Filter the listing below, copying every line in which the word "ElementsStored" appears.

### Data listing
-------

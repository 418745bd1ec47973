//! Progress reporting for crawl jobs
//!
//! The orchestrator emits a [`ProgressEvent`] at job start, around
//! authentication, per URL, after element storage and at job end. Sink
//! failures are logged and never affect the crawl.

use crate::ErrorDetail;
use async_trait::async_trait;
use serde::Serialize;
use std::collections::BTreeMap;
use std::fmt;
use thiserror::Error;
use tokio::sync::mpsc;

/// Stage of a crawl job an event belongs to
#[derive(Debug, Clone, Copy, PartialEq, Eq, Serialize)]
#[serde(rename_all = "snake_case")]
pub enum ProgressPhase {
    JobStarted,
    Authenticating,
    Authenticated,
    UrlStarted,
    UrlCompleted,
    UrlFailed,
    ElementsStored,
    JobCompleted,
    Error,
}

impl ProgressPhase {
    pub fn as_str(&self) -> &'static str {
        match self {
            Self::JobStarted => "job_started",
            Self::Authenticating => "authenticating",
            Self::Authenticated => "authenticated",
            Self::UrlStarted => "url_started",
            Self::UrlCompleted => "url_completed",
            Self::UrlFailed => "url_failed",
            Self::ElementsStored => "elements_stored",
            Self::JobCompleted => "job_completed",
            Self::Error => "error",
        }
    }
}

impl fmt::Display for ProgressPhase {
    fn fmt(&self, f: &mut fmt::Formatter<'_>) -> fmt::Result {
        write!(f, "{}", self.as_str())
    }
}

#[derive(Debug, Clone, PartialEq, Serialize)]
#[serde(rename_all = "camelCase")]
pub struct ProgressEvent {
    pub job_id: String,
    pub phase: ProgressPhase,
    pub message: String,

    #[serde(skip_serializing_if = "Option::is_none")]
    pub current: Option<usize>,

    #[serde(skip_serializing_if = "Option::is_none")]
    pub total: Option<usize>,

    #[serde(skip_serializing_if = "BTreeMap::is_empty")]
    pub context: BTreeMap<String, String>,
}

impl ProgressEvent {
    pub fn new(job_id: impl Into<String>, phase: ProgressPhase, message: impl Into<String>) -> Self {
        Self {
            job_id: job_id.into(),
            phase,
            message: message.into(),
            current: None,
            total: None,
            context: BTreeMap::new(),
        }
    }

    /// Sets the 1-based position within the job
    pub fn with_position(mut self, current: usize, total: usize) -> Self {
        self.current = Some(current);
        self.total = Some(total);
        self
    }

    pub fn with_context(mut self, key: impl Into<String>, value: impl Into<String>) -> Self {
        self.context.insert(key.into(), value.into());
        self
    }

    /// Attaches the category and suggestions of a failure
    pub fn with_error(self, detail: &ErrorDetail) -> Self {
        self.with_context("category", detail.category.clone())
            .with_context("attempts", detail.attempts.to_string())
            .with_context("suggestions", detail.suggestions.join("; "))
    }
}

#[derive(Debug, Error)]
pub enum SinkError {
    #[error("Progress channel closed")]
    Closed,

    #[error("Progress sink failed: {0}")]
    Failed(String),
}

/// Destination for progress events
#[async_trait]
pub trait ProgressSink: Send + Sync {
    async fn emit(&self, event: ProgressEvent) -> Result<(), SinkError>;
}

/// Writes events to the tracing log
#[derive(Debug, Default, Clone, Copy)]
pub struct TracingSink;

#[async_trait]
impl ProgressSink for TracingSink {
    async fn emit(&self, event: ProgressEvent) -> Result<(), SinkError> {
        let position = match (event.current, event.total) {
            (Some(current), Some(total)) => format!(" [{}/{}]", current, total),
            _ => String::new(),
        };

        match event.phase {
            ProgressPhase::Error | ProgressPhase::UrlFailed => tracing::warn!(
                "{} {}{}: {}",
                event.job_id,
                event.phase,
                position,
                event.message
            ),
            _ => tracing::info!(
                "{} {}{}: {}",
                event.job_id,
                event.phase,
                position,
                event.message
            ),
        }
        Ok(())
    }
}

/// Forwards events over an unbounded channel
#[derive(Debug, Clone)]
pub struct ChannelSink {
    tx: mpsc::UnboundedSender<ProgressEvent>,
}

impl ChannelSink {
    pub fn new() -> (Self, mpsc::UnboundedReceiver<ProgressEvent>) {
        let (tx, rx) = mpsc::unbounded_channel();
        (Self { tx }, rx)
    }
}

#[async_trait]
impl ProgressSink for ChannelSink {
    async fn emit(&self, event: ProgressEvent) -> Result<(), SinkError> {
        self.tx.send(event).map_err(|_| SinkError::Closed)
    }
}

-------

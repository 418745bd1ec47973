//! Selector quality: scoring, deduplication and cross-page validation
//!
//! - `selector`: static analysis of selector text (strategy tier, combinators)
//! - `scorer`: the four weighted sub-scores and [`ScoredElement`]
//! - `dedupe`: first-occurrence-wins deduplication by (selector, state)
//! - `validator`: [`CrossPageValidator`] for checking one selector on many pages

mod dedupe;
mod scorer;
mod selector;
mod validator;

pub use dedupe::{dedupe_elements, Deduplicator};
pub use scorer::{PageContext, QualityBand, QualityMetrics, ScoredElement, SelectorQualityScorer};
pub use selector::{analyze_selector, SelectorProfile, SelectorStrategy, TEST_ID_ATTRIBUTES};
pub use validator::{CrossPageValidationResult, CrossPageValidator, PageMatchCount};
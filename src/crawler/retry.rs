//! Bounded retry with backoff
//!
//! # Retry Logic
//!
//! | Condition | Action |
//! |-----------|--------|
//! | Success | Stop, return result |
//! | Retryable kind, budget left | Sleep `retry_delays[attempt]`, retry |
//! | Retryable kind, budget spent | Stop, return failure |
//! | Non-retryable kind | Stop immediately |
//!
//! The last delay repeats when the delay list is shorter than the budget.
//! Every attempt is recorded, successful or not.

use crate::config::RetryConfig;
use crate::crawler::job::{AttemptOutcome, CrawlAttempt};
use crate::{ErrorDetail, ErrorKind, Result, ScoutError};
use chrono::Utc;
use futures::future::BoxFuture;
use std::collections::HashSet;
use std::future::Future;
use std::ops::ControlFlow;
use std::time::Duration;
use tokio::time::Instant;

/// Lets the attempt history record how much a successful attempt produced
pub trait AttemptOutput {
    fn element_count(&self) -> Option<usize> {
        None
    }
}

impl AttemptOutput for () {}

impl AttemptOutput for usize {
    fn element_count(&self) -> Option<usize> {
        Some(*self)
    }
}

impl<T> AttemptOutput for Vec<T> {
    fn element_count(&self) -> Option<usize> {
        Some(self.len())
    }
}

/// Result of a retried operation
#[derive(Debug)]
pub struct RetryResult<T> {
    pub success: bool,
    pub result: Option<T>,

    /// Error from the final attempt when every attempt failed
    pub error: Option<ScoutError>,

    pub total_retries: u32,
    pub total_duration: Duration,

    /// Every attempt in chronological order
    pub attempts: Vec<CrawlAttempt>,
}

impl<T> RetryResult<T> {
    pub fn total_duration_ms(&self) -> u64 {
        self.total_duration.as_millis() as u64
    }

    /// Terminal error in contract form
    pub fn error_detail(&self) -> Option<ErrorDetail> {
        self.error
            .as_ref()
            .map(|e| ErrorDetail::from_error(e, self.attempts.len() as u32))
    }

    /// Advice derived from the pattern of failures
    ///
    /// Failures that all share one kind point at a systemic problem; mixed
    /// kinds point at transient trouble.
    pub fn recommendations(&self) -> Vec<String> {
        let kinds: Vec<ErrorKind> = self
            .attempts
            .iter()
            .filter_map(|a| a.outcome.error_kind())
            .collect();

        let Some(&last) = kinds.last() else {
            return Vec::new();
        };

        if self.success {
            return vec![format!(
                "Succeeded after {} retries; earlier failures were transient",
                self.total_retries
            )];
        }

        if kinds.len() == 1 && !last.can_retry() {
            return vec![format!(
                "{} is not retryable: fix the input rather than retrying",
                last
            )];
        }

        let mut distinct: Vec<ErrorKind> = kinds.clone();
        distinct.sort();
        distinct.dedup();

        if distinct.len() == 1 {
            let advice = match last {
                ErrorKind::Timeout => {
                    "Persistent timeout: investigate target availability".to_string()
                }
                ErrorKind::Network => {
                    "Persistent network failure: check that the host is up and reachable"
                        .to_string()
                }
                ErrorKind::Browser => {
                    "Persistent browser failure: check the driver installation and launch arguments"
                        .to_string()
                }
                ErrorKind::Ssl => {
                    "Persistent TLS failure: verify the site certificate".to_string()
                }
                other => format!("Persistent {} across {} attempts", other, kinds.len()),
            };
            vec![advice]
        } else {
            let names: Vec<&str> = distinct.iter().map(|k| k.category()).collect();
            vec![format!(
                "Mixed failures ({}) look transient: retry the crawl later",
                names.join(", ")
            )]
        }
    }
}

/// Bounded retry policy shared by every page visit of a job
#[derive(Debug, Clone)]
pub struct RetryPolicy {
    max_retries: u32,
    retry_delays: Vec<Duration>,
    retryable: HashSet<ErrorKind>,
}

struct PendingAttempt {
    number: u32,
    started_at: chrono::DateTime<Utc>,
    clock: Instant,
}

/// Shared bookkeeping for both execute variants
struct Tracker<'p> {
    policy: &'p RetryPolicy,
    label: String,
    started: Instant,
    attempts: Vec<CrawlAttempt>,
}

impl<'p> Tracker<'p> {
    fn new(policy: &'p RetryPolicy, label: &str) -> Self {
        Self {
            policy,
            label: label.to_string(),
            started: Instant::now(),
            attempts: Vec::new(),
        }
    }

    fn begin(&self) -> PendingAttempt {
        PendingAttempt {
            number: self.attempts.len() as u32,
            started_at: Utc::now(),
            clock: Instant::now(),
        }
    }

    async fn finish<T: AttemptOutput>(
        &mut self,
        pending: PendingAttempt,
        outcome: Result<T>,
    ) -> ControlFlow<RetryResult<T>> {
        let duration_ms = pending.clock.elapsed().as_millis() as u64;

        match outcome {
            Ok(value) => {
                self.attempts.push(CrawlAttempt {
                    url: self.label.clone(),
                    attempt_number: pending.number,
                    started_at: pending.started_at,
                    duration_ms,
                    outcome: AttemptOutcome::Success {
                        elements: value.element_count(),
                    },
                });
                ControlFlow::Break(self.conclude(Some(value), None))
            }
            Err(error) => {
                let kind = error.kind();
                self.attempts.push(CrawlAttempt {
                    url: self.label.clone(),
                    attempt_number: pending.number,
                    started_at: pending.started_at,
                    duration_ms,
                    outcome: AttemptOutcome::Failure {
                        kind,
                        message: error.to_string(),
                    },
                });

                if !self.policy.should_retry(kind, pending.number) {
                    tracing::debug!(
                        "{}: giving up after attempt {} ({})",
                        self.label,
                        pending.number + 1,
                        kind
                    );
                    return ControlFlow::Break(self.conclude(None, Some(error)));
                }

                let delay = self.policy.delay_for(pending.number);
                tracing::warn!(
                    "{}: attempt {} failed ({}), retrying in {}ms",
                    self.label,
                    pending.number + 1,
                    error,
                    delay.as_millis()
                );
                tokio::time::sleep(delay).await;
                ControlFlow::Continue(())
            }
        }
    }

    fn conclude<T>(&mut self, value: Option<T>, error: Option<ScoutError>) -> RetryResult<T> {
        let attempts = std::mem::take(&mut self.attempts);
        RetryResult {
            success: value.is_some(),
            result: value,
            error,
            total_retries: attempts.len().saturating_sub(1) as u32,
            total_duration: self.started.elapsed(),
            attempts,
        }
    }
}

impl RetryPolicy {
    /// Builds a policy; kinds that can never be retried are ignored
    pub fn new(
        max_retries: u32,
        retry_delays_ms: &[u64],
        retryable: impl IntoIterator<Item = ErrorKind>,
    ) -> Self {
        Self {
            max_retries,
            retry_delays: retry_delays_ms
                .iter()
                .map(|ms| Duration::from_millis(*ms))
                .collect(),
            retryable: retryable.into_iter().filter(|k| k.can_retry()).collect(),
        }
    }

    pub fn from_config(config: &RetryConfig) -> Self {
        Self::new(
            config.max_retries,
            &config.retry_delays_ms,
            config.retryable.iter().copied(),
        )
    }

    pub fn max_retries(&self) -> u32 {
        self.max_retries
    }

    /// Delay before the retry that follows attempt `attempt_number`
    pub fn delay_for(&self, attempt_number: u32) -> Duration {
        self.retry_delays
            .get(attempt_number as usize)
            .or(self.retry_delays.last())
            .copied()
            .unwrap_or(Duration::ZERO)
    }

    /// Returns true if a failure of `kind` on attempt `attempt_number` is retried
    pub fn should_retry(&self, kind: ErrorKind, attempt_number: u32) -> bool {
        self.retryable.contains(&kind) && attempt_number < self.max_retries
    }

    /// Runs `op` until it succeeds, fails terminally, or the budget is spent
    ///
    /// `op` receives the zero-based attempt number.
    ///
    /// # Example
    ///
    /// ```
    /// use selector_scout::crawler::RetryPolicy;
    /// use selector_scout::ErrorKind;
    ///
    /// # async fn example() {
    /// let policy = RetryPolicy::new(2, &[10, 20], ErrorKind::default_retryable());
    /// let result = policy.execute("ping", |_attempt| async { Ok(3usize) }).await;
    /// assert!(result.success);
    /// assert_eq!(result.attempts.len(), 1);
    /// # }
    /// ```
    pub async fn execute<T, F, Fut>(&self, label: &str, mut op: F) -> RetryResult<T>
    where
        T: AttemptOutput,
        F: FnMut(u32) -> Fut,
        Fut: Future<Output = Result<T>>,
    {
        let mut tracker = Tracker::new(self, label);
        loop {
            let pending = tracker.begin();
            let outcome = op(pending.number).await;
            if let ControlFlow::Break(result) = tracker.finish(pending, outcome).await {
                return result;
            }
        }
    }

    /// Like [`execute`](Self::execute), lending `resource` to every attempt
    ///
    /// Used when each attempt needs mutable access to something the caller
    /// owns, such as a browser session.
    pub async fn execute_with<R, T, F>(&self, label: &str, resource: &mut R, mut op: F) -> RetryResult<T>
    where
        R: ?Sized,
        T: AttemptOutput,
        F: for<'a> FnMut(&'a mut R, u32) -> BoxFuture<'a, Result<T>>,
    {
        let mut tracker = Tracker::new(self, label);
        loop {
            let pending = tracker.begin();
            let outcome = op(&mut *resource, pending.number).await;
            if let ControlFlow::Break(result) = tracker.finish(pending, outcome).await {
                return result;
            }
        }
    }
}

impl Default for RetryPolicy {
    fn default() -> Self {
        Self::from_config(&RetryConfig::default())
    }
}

-------

### Output below
    ElementsStored,
            Self::ElementsStored => "elements_stored",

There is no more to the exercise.